**Work order**
Each record below needs to be written out exactly as it reads.

== == ==

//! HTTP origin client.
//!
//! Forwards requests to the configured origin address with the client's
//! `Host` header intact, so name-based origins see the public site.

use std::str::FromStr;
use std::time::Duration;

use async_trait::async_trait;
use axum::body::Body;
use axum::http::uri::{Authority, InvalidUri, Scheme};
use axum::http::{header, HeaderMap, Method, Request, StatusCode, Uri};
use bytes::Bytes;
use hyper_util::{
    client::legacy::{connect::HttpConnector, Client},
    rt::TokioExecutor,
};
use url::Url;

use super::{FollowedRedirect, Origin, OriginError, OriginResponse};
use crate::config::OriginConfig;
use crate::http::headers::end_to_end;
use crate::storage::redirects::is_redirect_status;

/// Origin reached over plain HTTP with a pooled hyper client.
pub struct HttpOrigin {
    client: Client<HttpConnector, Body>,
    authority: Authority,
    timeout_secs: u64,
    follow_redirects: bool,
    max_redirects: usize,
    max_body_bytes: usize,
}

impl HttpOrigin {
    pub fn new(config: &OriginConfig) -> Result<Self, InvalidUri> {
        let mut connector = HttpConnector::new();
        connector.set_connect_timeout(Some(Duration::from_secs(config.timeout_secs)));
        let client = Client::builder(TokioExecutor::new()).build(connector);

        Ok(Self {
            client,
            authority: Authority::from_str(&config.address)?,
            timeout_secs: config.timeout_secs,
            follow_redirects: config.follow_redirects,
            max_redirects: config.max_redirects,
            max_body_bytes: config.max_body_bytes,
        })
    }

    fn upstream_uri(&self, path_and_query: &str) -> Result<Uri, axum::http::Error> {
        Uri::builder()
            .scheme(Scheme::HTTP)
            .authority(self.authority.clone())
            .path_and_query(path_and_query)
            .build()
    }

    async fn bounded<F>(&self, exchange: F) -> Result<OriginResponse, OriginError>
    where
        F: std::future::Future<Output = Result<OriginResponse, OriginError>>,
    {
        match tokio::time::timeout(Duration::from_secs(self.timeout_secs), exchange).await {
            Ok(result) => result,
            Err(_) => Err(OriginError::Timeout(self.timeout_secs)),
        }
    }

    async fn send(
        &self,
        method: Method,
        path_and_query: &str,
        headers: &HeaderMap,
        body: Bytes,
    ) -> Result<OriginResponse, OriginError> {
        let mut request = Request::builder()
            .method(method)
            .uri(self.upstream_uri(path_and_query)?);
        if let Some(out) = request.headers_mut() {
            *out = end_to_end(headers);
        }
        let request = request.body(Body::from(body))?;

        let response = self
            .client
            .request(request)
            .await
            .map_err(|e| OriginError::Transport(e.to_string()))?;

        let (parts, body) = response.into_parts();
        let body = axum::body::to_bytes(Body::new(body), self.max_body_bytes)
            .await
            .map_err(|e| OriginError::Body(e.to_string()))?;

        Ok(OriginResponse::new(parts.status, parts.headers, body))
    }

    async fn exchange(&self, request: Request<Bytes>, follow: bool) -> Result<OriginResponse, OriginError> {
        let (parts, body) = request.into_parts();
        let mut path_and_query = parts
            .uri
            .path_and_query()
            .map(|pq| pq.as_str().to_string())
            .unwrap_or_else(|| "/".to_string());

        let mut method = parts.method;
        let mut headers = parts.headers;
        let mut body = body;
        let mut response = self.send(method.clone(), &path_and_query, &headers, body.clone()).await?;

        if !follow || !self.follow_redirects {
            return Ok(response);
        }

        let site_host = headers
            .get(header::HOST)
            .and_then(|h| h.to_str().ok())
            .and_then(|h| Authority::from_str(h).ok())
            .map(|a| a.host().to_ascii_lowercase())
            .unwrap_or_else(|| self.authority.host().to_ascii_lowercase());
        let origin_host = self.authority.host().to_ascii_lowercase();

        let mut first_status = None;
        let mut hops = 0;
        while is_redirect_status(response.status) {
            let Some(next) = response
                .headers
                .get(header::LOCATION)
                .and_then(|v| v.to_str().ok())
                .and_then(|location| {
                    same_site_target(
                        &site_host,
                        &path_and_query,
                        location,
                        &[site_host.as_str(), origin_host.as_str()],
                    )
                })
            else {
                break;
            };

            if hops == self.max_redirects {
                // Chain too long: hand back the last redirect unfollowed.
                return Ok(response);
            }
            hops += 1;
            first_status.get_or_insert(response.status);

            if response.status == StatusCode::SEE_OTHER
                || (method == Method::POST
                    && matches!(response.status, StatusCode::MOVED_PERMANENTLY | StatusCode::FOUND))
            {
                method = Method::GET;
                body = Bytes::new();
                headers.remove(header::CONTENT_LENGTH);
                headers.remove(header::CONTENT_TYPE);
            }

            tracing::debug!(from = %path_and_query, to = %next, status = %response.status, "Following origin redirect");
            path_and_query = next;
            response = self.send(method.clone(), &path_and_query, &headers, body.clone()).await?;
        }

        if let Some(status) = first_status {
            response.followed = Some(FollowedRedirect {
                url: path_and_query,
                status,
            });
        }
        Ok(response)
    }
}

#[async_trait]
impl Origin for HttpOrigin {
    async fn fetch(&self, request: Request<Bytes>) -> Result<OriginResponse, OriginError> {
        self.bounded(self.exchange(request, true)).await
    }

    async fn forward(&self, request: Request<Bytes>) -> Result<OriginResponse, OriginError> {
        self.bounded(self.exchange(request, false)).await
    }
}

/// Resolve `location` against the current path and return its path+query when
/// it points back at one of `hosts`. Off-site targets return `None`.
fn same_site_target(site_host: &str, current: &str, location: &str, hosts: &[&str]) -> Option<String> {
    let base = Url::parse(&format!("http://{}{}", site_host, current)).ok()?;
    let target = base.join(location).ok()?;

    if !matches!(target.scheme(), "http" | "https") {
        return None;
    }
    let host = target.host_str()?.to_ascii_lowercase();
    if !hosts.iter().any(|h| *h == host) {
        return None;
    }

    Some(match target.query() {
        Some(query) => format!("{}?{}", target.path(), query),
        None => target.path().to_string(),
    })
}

== == ==

**Result of this exercise**
//! HTTP origin client.
//!
//! Forwards requests to the configured origin address with the client's
//! `Host` header intact, so name-based origins see the public site.

use std::str::FromStr;
use std::time::Duration;

use async_trait::async_trait;
use axum::body::Body;
use axum::http::uri::{Authority, InvalidUri, Scheme};
use axum::http::{header, HeaderMap, Method, Request, StatusCode, Uri};
use bytes::Bytes;
use hyper_util::{
    client::legacy::{connect::HttpConnector, Client},
    rt::TokioExecutor,
};
use url::Url;

use super::{FollowedRedirect, Origin, OriginError, OriginResponse};
use crate::config::OriginConfig;
use crate::http::headers::end_to_end;
use crate::storage::redirects::is_redirect_status;

/// Origin reached over plain HTTP with a pooled hyper client.
pub struct HttpOrigin {
    client: Client<HttpConnector, Body>,
    authority: Authority,
    timeout_secs: u64,
    follow_redirects: bool,
    max_redirects: usize,
    max_body_bytes: usize,
}

impl HttpOrigin {
    pub fn new(config: &OriginConfig) -> Result<Self, InvalidUri> {
        let mut connector = HttpConnector::new();
        connector.set_connect_timeout(Some(Duration::from_secs(config.timeout_secs)));
        let client = Client::builder(TokioExecutor::new()).build(connector);

        Ok(Self {
            client,
            authority: Authority::from_str(&config.address)?,
            timeout_secs: config.timeout_secs,
            follow_redirects: config.follow_redirects,
            max_redirects: config.max_redirects,
            max_body_bytes: config.max_body_bytes,
        })
    }

    fn upstream_uri(&self, path_and_query: &str) -> Result<Uri, axum::http::Error> {
        Uri::builder()
            .scheme(Scheme::HTTP)
            .authority(self.authority.clone())
            .path_and_query(path_and_query)
            .build()
    }

    async fn bounded<F>(&self, exchange: F) -> Result<OriginResponse, OriginError>
    where
        F: std::future::Future<Output = Result<OriginResponse, OriginError>>,
    {
        match tokio::time::timeout(Duration::from_secs(self.timeout_secs), exchange).await {
            Ok(result) => result,
            Err(_) => Err(OriginError::Timeout(self.timeout_secs)),
        }
    }

    async fn send(
        &self,
        method: Method,
        path_and_query: &str,
        headers: &HeaderMap,
        body: Bytes,
    ) -> Result<OriginResponse, OriginError> {
        let mut request = Request::builder()
            .method(method)
            .uri(self.upstream_uri(path_and_query)?);
        if let Some(out) = request.headers_mut() {
            *out = end_to_end(headers);
        }
        let request = request.body(Body::from(body))?;

        let response = self
            .client
            .request(request)
            .await
            .map_err(|e| OriginError::Transport(e.to_string()))?;

        let (parts, body) = response.into_parts();
        let body = axum::body::to_bytes(Body::new(body), self.max_body_bytes)
            .await
            .map_err(|e| OriginError::Body(e.to_string()))?;

        Ok(OriginResponse::new(parts.status, parts.headers, body))
    }

    async fn exchange(&self, request: Request<Bytes>, follow: bool) -> Result<OriginResponse, OriginError> {
        let (parts, body) = request.into_parts();
        let mut path_and_query = parts
            .uri
            .path_and_query()
            .map(|pq| pq.as_str().to_string())
            .unwrap_or_else(|| "/".to_string());

        let mut method = parts.method;
        let mut headers = parts.headers;
        let mut body = body;
        let mut response = self.send(method.clone(), &path_and_query, &headers, body.clone()).await?;

        if !follow || !self.follow_redirects {
            return Ok(response);
        }

        let site_host = headers
            .get(header::HOST)
            .and_then(|h| h.to_str().ok())
            .and_then(|h| Authority::from_str(h).ok())
            .map(|a| a.host().to_ascii_lowercase())
            .unwrap_or_else(|| self.authority.host().to_ascii_lowercase());
        let origin_host = self.authority.host().to_ascii_lowercase();

        let mut first_status = None;
        let mut hops = 0;
        while is_redirect_status(response.status) {
            let Some(next) = response
                .headers
                .get(header::LOCATION)
                .and_then(|v| v.to_str().ok())
                .and_then(|location| {
                    same_site_target(
                        &site_host,
                        &path_and_query,
                        location,
                        &[site_host.as_str(), origin_host.as_str()],
                    )
                })
            else {
                break;
            };

            if hops == self.max_redirects {
                // Chain too long: hand back the last redirect unfollowed.
                return Ok(response);
            }
            hops += 1;
            first_status.get_or_insert(response.status);

            if response.status == StatusCode::SEE_OTHER
                || (method == Method::POST
                    && matches!(response.status, StatusCode::MOVED_PERMANENTLY | StatusCode::FOUND))
            {
                method = Method::GET;
                body = Bytes::new();
                headers.remove(header::CONTENT_LENGTH);
                headers.remove(header::CONTENT_TYPE);
            }

            tracing::debug!(from = %path_and_query, to = %next, status = %response.status, "Following origin redirect");
            path_and_query = next;
            response = self.send(method.clone(), &path_and_query, &headers, body.clone()).await?;
        }

        if let Some(status) = first_status {
            response.followed = Some(FollowedRedirect {
                url: path_and_query,
                status,
            });
        }
        Ok(response)
    }
}

#[async_trait]
impl Origin for HttpOrigin {
    async fn fetch(&self, request: Request<Bytes>) -> Result<OriginResponse, OriginError> {
        self.bounded(self.exchange(request, true)).await
    }

    async fn forward(&self, request: Request<Bytes>) -> Result<OriginResponse, OriginError> {
        self.bounded(self.exchange(request, false)).await
    }
}

/// Resolve `location` against the current path and return its path+query when
/// it points back at one of `hosts`. Off-site targets return `None`.
fn same_site_target(site_host: &str, current: &str, location: &str, hosts: &[&str]) -> Option<String> {
    let base = Url::parse(&format!("http://{}{}", site_host, current)).ok()?;
    let target = base.join(location).ok()?;

    if !matches!(target.scheme(), "http" | "https") {
        return None;
    }
    let host = target.host_str()?.to_ascii_lowercase();
    if !hosts.iter().any(|h| *h == host) {
        return None;
    }

    Some(match target.query() {
        Some(query) => format!("{}?{}", target.path(), query),
        None => target.path().to_string(),
    })
}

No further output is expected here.